Once a month dates sound great. Hanging out at home isn't quite the same as going out together. It's good, but there is something even better about being out in the world together.

I hope your next planned date happens. We actually managed to get out on Monday for the first time in two months when a friend offered to babysit after the kids were asleep. It was bliss.

In wonder about that couple. They looked young. They looked like they were still new to each other. But who knows. Maybe they were happy to be enjoying some time away from the kids.

Brie @ Capital Mom

http://capitalmom.blogspot.com/

theoutcast 5 pts

I didn't get much time away before my son was 2 1/2 either. I was missing that life abit. Now I'm excited to bring our son along to the movies with us one day soon.

It feels great now that I'm getting some breathing room. I've actually been going on movie dates with my girlfriends and hubby. My husband actually escapes to the movies frequently without me to watch those crazy action flicks and to give me my quiet time once my son is sleeping.

Hope you get a sitter soon. Could you send the kids to a friends house to play for a while?

Heather blogs about Motherhood & Other Offensive Situations at http://www.ultimateoutcasts.com.

JennaHatfield 10 pts

Maybe that was a couple that got out on a date night? And they're just like you -- equally, bone-deep tired -- but they just got out for a night?

My husband and I do make a real effort to get one date night a month. Just us. No kids. It's freaking heavenly. We get kind of giddy and happy and all young-love-y. And then the next day when our kids jump on us in the morning, we're a bit refreshed (a bit...) and ready to take on a new day as a family.

But anyway, I know it's hard to find a babysitter. We're in the lurch as January approaches and we lose another trusted babysitter to college. (Insert cussing here.) But I encourage you to. Trade off an evening with friends (you watch hers, she watches yours) and go hold hands, linger over coffee and be the couple that you are. I would 100% do this for any of my friends.
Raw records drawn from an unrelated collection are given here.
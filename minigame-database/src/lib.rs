pub mod cache;
pub mod cooldown;
pub mod database;
pub mod impls;
pub mod model;
pub mod store;

pub use cache::CacheService;
pub use cooldown::{CooldownCheck, CooldownGate};
pub use database::{Database, MIGRATOR};
pub use model::ledger::{UserIdentity, UserRecord};
pub use store::LedgerStore;
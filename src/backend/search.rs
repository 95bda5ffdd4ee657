//! Purpose: Text matching and file walking used by search, replace, and find-files tools.
//! Exports: `Matcher`, `FileFilter`, `walk_files`.
//! Role: Pure helpers; callers decide where text comes from and where it goes.
//! Invariants: Literal patterns never interpret regex syntax, in the pattern or the replacement.

use std::path::{Path, PathBuf};

use glob::{MatchOptions, Pattern};
use regex::{NoExpand, Regex, RegexBuilder};
use walkdir::WalkDir;

use super::types::{SearchMatch, SearchOptions};

const SKIPPED_DIRS: [&str; 2] = ["target", "node_modules"];

#[derive(Debug)]
pub struct Matcher {
    regex: Regex,
    literal: bool,
}

impl Matcher {
    pub fn new(options: &SearchOptions) -> Result<Self, String> {
        if options.pattern.is_empty() {
            return Err("search pattern must not be empty".to_string());
        }
        let source = if options.regex {
            options.pattern.clone()
        } else {
            regex::escape(&options.pattern)
        };
        let regex = RegexBuilder::new(&source)
            .case_insensitive(!options.case_sensitive)
            .build()
            .map_err(|err| format!("invalid search pattern: {err}"))?;
        Ok(Self {
            regex,
            literal: !options.regex,
        })
    }

    /// Append one match per occurrence; lines and columns are 1-based, columns count chars.
    pub fn find_in_text(&self, file: &str, text: &str, out: &mut Vec<SearchMatch>) {
        for (idx, line) in text.lines().enumerate() {
            for found in self.regex.find_iter(line) {
                out.push(SearchMatch {
                    file: file.to_string(),
                    line: idx + 1,
                    column: line[..found.start()].chars().count() + 1,
                    text: line.to_string(),
                });
            }
        }
    }

    /// Replace every occurrence. Returns the new text and the replacement count.
    pub fn replace(&self, text: &str, replacement: &str) -> (String, usize) {
        let count = self.regex.find_iter(text).count();
        if count == 0 {
            return (text.to_string(), 0);
        }
        let replaced = if self.literal {
            self.regex.replace_all(text, NoExpand(replacement))
        } else {
            self.regex.replace_all(text, replacement)
        };
        (replaced.into_owned(), count)
    }
}

/// Glob filter on file names, or on root-relative paths when the pattern has a `/`.
#[derive(Debug)]
pub struct FileFilter {
    pattern: Pattern,
    by_path: bool,
}

impl FileFilter {
    pub fn new(pattern: &str) -> Result<Self, String> {
        let compiled =
            Pattern::new(pattern).map_err(|err| format!("invalid file pattern: {err}"))?;
        Ok(Self {
            pattern: compiled,
            by_path: pattern.contains('/'),
        })
    }

    pub fn matches(&self, root: &Path, path: &Path) -> bool {
        let options = MatchOptions {
            case_sensitive: true,
            require_literal_separator: self.by_path,
            require_literal_leading_dot: false,
        };
        if self.by_path {
            let relative = path.strip_prefix(root).unwrap_or(path);
            self.pattern.matches_path_with(relative, options)
        } else {
            path.file_name()
                .and_then(|name| name.to_str())
                .is_some_and(|name| self.pattern.matches_with(name, options))
        }
    }
}

/// Regular files under `dir`, sorted, skipping hidden entries and build output directories.
pub fn walk_files(dir: &Path, filter: Option<&FileFilter>) -> Vec<PathBuf> {
    let mut files: Vec<PathBuf> = WalkDir::new(dir)
        .follow_links(false)
        .into_iter()
        .filter_entry(|entry| entry.depth() == 0 || !is_skipped(entry.file_name().to_str()))
        .filter_map(Result::ok)
        .filter(|entry| entry.file_type().is_file())
        .map(|entry| entry.into_path())
        .filter(|path| filter.is_none_or(|filter| filter.matches(dir, path)))
        .collect();
    files.sort();
    files
}

fn is_skipped(name: Option<&str>) -> bool {
    match name {
        Some(name) => name.starts_with('.') || SKIPPED_DIRS.contains(&name),
        None => true,
    }
}
//! Purpose: Hold top-level CLI command dispatch for `codebridge`.
//! Exports: `dispatch_command`.
//! Role: Keep `main.rs` focused on parse/bootstrap and delegate command execution.
//! Invariants: Output envelopes and exit code semantics are decided in `main.rs` helpers.

use super::*;

pub(super) fn dispatch_command(command: Command, color_mode: ColorMode) -> Result<RunOutcome, Error> {
    match command {
        Command::Completion { shell } => {
            let mut cmd = Cli::command();
            clap_complete::aot::generate(shell, &mut cmd, "codebridge", &mut io::stdout());
            Ok(RunOutcome::ok())
        }
        Command::Version => {
            emit_version_output(color_mode);
            Ok(RunOutcome::ok())
        }
        Command::Tools => {
            emit_tools(color_mode);
            Ok(RunOutcome::ok())
        }
        Command::Serve {
            bind,
            port,
            port_attempts,
            workspace,
            allow_non_loopback,
        } => {
            let config = serve_config(bind, port, port_attempts, workspace, allow_non_loopback)?;
            server::validate_config(&config)?;
            run_server(config)?;
            Ok(RunOutcome::ok())
        }
    }
}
All of this said, we missed our October date due to illness. And then November has gotten away from us (both of our boys' birthdays are this month). And, OMG, if something happens to our anniversary plans next month, I might just sit down and cry. Forever. So, yes, I totally get what you're saying. And you said it well. :)

Contributing Editor Jenna Hatfield (@FireMom ( http://twitter.com/FireMom )) blogs at Stop, Drop and Blog ( http://stopdropandblog.com ) and The Chronicles of Munchkin Land ( http://thechroniclesofmunchkinland.com ). She is a freelance writer and newspaper photographer.

Capital Mom 5 pts

Life is always changing and I know we will be that couple at the movies again sometime. Just not yet. We have a great time with the kids and love them to pieces, but the balance between us and then hasn't been achieved. We are on the hunt for a babysitter and I have high hopes that finding one will help.

Brie @ Capital Mom

http://capitalmom.blogspot.com/

thefunfamilymom 5 pts

I can relate to what you have written in that I too have those moments when I feel so tired, the kids are screaming, and I just need a break. My hubbie tells me to go out and I gladly go (little bit of guilt). But I have never missed my old life with just the two of us. The blessings of being a parent so heavily outweigh everything else for me. Family change is good change. My husband and I still go out for date nights and we are the couple you described above in the movie theatre. Because you can rejuvenate together. But doing things with the whole family (even when I'm tired) is a lot of fun too. I think many parents can relate to your article, but today's parents should also recognize that the dynamics change once you have kids and you need to embrace it and have fun with it! Balance is always the key.